Di depan "nggah -- nggih", dibelakang merencanakan mobilisasi kekuasaan, mencoba mengusik ketenangan dan melakukan safari politik untuk transisi kekuasaan selanjutnya.

Jokowi duduk di kursi yang penuh jebakan. Ia harus tenang meskipun kenyataan goyangan untuk kursinya semakin masif. Datang dari musuh, datang dari rekanan, datang dari pejabat bawahannya dan juga teman- teman dekatnya yang pura- pura baik. 

Dalam dunia politik tidak ada teman sejati, tidak ada sahabat yang datang kala duka dan nestapa. Sahabat, teman datang hanya saat butuh dirangkul, untuk diajak sebagai kolega, rekan bisnis atau menjadi bagian dari kekuasaan.

Rekan partai yang dulu sangat royal dan setia, yang ke mana- mana selalu dibelakangnya, mengkampanyekan tentang dia satu persatu menghilang. 

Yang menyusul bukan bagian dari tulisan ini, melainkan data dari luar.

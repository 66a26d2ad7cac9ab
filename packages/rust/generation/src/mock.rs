//! Scripted generator for tests.

use std::collections::VecDeque;
use std::sync::{Mutex, PoisonError};

use html2doc_shared::{Html2DocError, Result, TokenUsage};

use crate::{Generation, Generator, Message, RequestOptions, UsageMeter};

/// Replays queued responses in order and records every request it receives.
///
/// Each successful call meters `usage_per_call` tokens. When the queue runs dry
/// the call fails with a generation error.
#[derive(Debug, Default)]
pub struct ScriptedGenerator {
    responses: Mutex<VecDeque<std::result::Result<String, String>>>,
    requests: Mutex<Vec<Vec<Message>>>,
    usage: UsageMeter,
    pub usage_per_call: TokenUsage,
}

impl ScriptedGenerator {
    #[must_use]
    pub fn with_responses<I, S>(responses: I) -> Self
    where
        I: IntoIterator<Item = S>,
        S: Into<String>,
    {
        Self {
            responses: Mutex::new(responses.into_iter().map(|r| Ok(r.into())).collect()),
            usage_per_call: TokenUsage {
                input_tokens: 10,
                output_tokens: 5,
            },
            ..Self::default()
        }
    }

    /// Queue a successful response.
    pub fn push_response(&self, text: impl Into<String>) {
        self.queue().push_back(Ok(text.into()));
    }

    /// Queue a provider failure.
    pub fn push_failure(&self, message: impl Into<String>) {
        self.queue().push_back(Err(message.into()));
    }

    /// Every request received so far, in order.
    pub fn requests(&self) -> Vec<Vec<Message>> {
        self.requests
            .lock()
            .unwrap_or_else(PoisonError::into_inner)
            .clone()
    }

    pub fn call_count(&self) -> usize {
        self.requests
            .lock()
            .unwrap_or_else(PoisonError::into_inner)
            .len()
    }

    fn queue(&self) -> std::sync::MutexGuard<'_, VecDeque<std::result::Result<String, String>>> {
        self.responses.lock().unwrap_or_else(PoisonError::into_inner)
    }
}

impl Generator for ScriptedGenerator {
    async fn generate(&self, messages: &[Message], _options: &RequestOptions) -> Result<Generation> {
        self.requests
            .lock()
            .unwrap_or_else(PoisonError::into_inner)
            .push(messages.to_vec());

        let next = self.queue().pop_front();
        match next {
            Some(Ok(text)) => {
                self.usage.record(self.usage_per_call);
                Ok(Generation {
                    text: text.trim().to_string(),
                    usage: Some(self.usage_per_call),
                })
            }
            Some(Err(message)) => Err(Html2DocError::Generation(message)),
            None => Err(Html2DocError::Generation(
                "scripted generator has no responses left".into(),
            )),
        }
    }

    fn usage_total(&self) -> TokenUsage {
        self.usage.snapshot()
    }

    fn name(&self) -> &str {
        "scripted"
    }
}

Mereka mulai sibuk membangun koalisi, bahkan bisa jadi menghalangi beberapa kebijakan yang akan merugikan partai politik. Bahkan mereka akan mati- matian menutup akses yang memungkinkan koruptor dihukum berat, para pecundang, dibuang jauh -- jauh dan mulai memakai topeng agar borok di mukanya tertutupi dan ia ikut lagi dalam kontestasi kekuasaan.

Banyak penumpang gelap yang membuat Jokowi terlihat bekerja sendiri. Ia pontang- panting sendiri bekerja sementara banyak  menterinya hanya mengandalkan kegesitan pemimpinnya. 

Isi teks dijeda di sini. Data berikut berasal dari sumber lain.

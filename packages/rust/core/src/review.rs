//! Consistency review: asks the generator to compare the composed document
//! against the source sections and report unsupported statements.

use serde_json::Value;
use tracing::{debug, instrument};

use html2doc_generation::{Generator, Message, RequestOptions};
use html2doc_shared::{Result, ReviewReport, SectionChunk};

use crate::json::{self, text_field};

/// Maximum number of section fragments sent as reference text.
pub const MAX_REFERENCE_SECTIONS: usize = 30;

/// Output budget for the review request.
pub const REVIEW_MAX_OUTPUT_TOKENS: u32 = 600;

const INSTRUCTIONS: &str = "You are a quality inspector for support manuals. \
Compare the reference sections with the generated Markdown and list every statement \
that is absent from or contradicts the sources as a JSON array. \
Each element is an object with the keys statement and reason. \
Return [] when there is nothing to report.";

/// Review `markdown` against the first [`MAX_REFERENCE_SECTIONS`] sections.
///
/// Makes no request when the text is blank or there are no sections; the
/// review then passes with no findings.
///
/// # Errors
///
/// Propagates generation failures and JSON parse errors.
#[instrument(skip_all, fields(sections = sections.len()))]
pub async fn review_consistency<G: Generator>(
    generator: &G,
    options: &RequestOptions,
    markdown: &str,
    sections: &[SectionChunk],
) -> Result<ReviewReport> {
    if markdown.trim().is_empty() || sections.is_empty() {
        return Ok(ReviewReport {
            passed: true,
            findings: Vec::new(),
        });
    }

    let reference = sections
        .iter()
        .take(MAX_REFERENCE_SECTIONS)
        .map(SectionChunk::to_prompt_fragment)
        .collect::<Vec<_>>()
        .join("\n\n");
    let prompt = format!(
        "### Reference sections\n{reference}\n\n### Generated Markdown\n{markdown}"
    );

    let messages = [Message::system(INSTRUCTIONS), Message::user(prompt)];
    let options = options.clone().with_max_output_tokens(REVIEW_MAX_OUTPUT_TOKENS);
    let generation = generator.generate(&messages, &options).await?;

    let findings: Vec<String> = json::parse_items(&generation.text)?
        .iter()
        .filter_map(finding_text)
        .collect();

    debug!(findings = findings.len(), "consistency review complete");
    Ok(ReviewReport {
        passed: findings.is_empty(),
        findings,
    })
}

fn finding_text(item: &Value) -> Option<String> {
    let text = match item {
        Value::String(s) => s.trim().to_string(),
        Value::Object(object) => {
            let statement = text_field(object, "statement");
            let reason = text_field(object, "reason");
            match (statement.trim(), reason.trim()) {
                ("", reason) => reason.to_string(),
                (statement, "") => statement.to_string(),
                (statement, reason) => format!("{statement} (reason: {reason})"),
            }
        }
        _ => String::new(),
    };
    (!text.is_empty()).then_some(text)
}
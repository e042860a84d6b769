pub mod air_quality;
pub mod city;
pub mod load_report;

pub use air_quality::{AqiCategory, HourlySeries, RiskFlag, SinkRecord, StagedRow};
pub use city::City;
pub use load_report::{LoadOutcome, LoadStatus};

Hanya beberapa yang benar- benar bekerja tulus untuk negara. Mau berdarah- darah demi kemajuan bangsa. Lainnya adalah para peragu yang hanya cepat bergerak ketika dipecut dan dipaksa kerja. Mereka seperti tertatih- tatih atau bahkan terbirit- birit melihat cara kerja Pak Jokowi yang gila kerja.

Saya yang melihat sebagai masyarakat merasa kasihan pada Pak Presiden. Sebegitu semangatnya bekerja, sebegitu tulusnya mengabdi masih banyak nyinyiran datang. 

Kata- kata nyinyirannya menohok bahkan ada Si Raja Tega berani mengolok- olok dan nyinyir pada Presiden Jokowi saat dalam kedukaan, saat orang tua Presiden wafat.

Hatimu terbuat dari apa penumpang gelap,  " Si Raja Tega"(Kalau cewek ya si ratu tega hehehe). Bukannya ucapan simpati dan pernyataan turut berduka. 

Yang ada malah mengejek dan menduga macam- macam di balik wafatnya ibundanya. Untungnya Jokowi tidak pernah membalas, tidak ada niatan menculik dan menjebloskan para "tukang nyinyir itu masuk bui". 

Negeri ini memang tidak kurang dari penerus si raja tega. Apalagi menjadi para penumpang gelap masalah. Banyak yang mempunyai prinsip sedih bila orang lain senang, senang bila orang lain terlihat bahagia. Benci ketika orang lain sukses dan sangat senang ketika orang lain tertimpa masalah dan terpuruk.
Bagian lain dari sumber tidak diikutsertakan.